▶ **BRIEF**
Your answer should be every line below that includes the word "forward".

▶ **RECORDS PROVIDED**
───

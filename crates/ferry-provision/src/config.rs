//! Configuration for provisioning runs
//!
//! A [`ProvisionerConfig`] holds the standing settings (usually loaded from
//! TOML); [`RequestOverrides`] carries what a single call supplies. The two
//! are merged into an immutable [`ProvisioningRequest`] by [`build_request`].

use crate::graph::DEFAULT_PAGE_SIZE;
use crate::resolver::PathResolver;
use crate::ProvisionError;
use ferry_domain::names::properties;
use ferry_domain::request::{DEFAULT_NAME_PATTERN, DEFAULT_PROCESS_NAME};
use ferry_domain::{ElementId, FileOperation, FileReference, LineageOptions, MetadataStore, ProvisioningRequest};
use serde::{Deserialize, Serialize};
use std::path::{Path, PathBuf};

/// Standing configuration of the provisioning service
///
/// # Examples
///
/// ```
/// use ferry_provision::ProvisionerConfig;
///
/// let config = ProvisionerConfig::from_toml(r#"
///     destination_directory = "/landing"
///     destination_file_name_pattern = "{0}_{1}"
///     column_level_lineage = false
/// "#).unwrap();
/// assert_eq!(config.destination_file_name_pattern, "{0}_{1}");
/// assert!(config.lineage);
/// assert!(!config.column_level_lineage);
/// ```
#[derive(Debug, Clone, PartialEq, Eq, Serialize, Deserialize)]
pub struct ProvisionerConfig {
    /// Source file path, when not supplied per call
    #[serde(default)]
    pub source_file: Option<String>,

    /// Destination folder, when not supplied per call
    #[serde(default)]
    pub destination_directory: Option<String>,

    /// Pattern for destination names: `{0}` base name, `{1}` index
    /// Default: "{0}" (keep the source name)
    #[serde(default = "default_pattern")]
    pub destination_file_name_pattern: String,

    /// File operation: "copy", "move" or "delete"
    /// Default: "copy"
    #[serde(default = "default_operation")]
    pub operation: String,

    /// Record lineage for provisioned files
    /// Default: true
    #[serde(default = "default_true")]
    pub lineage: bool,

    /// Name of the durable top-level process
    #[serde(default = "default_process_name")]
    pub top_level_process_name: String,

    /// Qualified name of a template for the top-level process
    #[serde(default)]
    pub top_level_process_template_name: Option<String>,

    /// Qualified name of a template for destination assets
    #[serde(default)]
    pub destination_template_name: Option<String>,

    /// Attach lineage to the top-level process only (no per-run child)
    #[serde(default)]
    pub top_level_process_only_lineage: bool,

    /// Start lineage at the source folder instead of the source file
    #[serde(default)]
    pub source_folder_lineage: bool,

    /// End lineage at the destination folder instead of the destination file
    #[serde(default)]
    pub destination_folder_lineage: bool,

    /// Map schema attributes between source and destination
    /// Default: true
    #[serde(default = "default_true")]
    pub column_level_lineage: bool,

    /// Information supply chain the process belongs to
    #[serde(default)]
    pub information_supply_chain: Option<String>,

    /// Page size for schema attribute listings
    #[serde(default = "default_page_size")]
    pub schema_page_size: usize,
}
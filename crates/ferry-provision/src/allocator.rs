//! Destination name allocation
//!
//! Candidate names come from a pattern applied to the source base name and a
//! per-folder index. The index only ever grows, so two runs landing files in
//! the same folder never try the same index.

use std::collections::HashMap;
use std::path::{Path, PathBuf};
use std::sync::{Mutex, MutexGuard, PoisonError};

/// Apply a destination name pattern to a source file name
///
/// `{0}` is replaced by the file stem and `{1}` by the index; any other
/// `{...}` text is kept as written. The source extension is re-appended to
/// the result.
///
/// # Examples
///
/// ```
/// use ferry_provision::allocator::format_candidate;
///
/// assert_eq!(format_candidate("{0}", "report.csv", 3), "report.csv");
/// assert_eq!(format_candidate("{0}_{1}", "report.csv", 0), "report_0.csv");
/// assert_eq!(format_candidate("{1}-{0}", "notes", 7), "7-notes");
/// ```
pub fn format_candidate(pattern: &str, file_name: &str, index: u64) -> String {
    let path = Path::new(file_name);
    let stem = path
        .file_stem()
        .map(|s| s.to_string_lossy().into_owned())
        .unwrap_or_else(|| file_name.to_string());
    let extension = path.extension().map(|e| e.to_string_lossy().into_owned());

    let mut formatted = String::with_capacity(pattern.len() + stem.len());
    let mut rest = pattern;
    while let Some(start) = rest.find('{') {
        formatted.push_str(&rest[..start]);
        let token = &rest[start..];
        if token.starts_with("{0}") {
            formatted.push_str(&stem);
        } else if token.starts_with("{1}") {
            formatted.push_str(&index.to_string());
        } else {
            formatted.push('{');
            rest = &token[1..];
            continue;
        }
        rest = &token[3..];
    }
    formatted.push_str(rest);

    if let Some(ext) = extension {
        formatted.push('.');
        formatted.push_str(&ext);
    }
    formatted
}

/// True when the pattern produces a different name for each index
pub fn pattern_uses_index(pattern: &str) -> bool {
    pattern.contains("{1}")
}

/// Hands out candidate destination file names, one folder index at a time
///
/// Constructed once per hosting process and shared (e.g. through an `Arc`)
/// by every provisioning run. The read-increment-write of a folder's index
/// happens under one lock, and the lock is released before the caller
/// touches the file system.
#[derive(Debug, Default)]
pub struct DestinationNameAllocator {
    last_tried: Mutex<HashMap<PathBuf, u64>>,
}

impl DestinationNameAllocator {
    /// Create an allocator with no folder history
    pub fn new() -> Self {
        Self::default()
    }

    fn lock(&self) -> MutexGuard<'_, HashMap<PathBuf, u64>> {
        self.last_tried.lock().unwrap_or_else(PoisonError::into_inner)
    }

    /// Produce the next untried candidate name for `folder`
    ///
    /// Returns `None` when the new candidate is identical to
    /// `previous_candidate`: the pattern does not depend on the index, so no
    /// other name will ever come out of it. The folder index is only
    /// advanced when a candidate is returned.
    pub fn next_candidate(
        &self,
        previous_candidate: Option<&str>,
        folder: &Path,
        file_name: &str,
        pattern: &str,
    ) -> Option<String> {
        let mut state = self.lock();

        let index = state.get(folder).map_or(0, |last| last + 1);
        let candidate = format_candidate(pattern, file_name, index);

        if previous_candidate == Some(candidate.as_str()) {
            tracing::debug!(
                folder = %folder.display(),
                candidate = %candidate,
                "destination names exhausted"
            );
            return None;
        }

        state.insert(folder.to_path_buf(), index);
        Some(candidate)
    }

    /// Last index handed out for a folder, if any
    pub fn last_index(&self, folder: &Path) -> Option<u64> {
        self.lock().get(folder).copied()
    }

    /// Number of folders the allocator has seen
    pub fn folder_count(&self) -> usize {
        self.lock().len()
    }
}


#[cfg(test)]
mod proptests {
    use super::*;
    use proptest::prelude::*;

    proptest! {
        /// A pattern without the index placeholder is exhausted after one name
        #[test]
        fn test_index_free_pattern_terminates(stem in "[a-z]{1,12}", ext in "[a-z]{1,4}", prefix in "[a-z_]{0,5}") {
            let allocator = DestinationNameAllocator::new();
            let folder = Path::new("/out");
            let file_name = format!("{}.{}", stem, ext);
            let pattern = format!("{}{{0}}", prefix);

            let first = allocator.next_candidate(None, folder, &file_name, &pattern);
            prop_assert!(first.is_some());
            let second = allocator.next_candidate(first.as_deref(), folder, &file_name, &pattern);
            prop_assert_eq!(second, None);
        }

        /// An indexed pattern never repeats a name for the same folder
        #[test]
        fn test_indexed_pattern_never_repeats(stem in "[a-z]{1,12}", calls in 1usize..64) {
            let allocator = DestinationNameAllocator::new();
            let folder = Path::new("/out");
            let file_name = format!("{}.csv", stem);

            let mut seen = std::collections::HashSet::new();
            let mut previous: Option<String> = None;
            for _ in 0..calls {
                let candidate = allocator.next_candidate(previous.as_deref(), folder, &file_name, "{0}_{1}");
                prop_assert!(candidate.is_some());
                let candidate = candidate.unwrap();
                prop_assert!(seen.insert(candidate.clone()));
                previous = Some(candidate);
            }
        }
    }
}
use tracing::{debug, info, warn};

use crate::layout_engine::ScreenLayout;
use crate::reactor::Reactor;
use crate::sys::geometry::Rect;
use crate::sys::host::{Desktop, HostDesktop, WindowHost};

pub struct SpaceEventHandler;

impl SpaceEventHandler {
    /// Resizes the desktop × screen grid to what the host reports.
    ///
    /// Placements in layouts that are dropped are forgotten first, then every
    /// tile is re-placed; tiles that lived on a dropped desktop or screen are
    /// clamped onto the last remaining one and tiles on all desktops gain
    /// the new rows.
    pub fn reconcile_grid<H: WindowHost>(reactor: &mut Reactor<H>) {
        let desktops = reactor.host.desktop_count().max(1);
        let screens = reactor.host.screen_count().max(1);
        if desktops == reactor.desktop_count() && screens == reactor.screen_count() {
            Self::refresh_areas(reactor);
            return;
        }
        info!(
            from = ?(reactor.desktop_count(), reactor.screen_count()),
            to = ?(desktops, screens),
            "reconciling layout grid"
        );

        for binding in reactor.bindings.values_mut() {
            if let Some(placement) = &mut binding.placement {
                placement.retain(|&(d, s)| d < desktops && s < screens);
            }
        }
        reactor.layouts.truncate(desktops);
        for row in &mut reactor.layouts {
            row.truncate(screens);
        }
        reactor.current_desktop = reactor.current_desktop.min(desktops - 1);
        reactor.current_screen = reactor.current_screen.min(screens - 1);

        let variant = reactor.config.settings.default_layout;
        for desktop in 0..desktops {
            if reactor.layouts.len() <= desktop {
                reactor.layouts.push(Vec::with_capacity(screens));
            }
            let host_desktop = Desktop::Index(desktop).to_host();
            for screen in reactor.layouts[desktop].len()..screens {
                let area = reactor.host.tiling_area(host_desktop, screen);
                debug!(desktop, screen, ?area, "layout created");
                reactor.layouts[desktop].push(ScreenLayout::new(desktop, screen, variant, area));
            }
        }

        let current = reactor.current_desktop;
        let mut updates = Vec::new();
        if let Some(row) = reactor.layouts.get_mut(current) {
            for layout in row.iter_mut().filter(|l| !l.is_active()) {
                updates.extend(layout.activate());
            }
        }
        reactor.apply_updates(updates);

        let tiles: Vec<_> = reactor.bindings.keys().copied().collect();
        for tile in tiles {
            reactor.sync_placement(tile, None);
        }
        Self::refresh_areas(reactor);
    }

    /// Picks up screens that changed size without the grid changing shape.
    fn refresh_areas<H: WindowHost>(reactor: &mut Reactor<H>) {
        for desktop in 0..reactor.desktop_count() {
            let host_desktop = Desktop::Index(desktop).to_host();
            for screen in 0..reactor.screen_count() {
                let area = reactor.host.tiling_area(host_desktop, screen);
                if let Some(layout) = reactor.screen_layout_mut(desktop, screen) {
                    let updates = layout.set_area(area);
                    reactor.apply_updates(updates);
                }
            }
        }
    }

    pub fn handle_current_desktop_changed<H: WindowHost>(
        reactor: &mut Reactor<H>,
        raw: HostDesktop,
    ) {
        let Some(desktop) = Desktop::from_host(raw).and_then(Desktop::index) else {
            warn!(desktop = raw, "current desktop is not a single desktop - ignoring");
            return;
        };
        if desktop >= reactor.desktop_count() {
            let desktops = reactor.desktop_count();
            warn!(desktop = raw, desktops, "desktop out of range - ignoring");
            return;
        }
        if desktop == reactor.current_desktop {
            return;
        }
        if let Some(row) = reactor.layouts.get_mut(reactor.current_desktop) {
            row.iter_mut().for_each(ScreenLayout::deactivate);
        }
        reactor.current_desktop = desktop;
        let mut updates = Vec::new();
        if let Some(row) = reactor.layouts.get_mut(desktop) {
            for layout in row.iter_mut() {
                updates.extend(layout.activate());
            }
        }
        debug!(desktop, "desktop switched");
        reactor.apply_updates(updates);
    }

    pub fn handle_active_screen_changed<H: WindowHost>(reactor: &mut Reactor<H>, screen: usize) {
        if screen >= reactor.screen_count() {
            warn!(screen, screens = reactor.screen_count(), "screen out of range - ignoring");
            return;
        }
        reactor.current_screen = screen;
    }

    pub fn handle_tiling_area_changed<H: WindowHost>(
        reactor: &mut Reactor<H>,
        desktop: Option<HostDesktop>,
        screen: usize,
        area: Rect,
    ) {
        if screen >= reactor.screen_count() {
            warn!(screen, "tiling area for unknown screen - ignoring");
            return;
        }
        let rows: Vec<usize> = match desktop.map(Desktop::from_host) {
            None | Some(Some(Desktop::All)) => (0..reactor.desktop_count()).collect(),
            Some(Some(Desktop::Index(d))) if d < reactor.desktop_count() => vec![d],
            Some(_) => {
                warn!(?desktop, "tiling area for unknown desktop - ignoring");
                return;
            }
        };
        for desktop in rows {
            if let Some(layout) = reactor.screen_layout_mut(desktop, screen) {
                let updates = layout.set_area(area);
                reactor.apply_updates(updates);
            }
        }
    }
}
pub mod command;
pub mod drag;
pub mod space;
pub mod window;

───

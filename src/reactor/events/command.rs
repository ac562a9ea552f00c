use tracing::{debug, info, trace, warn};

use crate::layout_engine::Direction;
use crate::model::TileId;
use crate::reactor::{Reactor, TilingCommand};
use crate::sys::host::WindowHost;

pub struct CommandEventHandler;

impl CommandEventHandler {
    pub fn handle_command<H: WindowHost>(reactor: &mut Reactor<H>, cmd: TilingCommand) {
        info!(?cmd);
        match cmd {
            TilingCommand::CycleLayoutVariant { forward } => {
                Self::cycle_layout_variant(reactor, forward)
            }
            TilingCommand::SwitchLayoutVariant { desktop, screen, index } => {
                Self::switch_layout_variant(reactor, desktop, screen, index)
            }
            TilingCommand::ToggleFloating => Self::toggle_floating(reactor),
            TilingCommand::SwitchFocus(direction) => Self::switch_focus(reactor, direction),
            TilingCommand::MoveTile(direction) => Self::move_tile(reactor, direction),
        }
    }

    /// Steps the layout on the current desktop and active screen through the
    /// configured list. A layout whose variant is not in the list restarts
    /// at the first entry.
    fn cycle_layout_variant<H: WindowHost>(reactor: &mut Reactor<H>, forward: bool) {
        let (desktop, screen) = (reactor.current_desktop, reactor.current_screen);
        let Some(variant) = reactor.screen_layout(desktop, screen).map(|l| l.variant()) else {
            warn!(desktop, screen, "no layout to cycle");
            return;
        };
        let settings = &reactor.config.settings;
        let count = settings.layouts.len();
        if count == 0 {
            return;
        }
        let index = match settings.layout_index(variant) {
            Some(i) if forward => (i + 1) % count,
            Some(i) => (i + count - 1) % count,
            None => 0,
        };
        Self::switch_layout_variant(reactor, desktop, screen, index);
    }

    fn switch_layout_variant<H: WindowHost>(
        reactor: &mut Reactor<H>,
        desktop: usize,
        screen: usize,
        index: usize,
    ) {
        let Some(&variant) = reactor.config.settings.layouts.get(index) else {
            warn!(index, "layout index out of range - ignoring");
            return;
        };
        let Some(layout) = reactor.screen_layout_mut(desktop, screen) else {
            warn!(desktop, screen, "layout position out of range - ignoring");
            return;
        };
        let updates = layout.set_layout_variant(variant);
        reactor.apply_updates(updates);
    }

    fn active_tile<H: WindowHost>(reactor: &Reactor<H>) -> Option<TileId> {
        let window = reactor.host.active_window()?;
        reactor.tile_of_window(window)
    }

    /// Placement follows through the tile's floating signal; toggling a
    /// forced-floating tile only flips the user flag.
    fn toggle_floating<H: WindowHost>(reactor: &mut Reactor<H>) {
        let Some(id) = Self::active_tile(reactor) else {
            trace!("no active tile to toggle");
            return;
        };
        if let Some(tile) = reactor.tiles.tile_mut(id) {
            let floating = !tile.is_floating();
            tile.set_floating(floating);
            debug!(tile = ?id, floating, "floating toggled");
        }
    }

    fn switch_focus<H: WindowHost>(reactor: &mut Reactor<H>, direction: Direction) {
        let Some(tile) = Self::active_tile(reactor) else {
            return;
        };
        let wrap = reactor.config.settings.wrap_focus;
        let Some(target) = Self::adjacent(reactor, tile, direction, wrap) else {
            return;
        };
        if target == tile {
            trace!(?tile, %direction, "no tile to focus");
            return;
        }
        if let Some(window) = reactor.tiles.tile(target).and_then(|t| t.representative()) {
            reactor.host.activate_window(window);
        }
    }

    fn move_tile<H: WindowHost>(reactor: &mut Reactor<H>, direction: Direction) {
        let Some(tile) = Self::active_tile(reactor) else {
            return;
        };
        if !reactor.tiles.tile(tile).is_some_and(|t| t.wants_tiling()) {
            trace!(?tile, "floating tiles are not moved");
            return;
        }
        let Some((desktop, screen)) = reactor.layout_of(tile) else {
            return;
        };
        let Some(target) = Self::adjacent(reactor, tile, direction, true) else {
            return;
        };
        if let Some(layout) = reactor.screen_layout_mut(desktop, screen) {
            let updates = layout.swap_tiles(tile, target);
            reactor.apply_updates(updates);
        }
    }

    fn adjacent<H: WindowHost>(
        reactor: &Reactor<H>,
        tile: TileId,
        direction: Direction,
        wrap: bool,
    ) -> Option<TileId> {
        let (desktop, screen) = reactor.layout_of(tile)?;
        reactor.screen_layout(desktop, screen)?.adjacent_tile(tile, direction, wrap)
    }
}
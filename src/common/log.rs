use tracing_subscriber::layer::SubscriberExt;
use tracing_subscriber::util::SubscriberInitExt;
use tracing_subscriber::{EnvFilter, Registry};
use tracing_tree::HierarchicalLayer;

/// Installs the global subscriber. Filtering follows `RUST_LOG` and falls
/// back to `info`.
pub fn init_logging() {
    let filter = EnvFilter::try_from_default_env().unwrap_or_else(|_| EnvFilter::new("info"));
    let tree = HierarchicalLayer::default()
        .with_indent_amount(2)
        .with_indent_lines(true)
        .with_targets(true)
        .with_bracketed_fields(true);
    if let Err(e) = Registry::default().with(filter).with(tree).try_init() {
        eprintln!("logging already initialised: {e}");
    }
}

───

▶ **RESULT OF THIS TASK**
            TilingCommand::CycleLayoutVariant { forward } => {
                Self::cycle_layout_variant(reactor, forward)
    fn cycle_layout_variant<H: WindowHost>(reactor: &mut Reactor<H>, forward: bool) {
            Some(i) if forward => (i + 1) % count,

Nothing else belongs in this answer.